(Given records begins)

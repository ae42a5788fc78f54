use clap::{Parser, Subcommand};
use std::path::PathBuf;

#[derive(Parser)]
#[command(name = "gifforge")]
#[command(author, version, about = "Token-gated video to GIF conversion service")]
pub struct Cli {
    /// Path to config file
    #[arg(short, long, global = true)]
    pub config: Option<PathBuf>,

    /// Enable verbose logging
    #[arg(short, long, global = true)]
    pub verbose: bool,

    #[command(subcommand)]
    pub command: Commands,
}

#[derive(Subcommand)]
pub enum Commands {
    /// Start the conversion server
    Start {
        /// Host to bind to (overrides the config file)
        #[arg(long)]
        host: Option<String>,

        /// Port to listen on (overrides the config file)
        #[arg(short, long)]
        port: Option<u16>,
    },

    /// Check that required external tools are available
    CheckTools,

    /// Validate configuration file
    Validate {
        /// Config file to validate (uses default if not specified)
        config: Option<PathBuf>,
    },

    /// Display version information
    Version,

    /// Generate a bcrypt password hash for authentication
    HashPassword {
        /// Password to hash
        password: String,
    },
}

(Given records ends)
(Given records begins)

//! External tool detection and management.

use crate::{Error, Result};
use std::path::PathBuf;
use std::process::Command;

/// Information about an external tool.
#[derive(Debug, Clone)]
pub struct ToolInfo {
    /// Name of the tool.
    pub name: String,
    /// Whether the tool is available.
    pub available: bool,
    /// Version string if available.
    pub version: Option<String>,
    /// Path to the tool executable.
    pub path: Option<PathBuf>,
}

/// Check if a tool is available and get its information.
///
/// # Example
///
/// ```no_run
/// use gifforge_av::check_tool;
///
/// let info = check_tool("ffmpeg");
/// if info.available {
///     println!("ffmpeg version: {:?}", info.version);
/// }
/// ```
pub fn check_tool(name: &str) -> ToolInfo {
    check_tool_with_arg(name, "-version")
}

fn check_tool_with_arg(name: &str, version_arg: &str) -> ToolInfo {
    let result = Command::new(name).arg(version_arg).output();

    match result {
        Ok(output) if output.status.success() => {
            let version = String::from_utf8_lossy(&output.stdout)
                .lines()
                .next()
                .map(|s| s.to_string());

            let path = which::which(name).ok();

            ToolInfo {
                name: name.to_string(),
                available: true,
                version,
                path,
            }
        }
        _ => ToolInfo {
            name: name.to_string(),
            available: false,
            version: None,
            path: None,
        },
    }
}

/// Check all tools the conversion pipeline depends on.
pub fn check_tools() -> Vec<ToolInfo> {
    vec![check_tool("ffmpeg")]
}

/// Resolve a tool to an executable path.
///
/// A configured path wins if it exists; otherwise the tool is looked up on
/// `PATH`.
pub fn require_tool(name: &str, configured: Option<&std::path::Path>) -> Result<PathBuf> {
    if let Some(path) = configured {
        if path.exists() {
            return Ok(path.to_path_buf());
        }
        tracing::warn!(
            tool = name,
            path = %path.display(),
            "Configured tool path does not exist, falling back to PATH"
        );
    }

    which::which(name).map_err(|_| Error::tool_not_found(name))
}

(Given records ends)

Among the lines above, return each one holding the string "bool".

Written response =>
    pub verbose: bool,
    pub available: bool,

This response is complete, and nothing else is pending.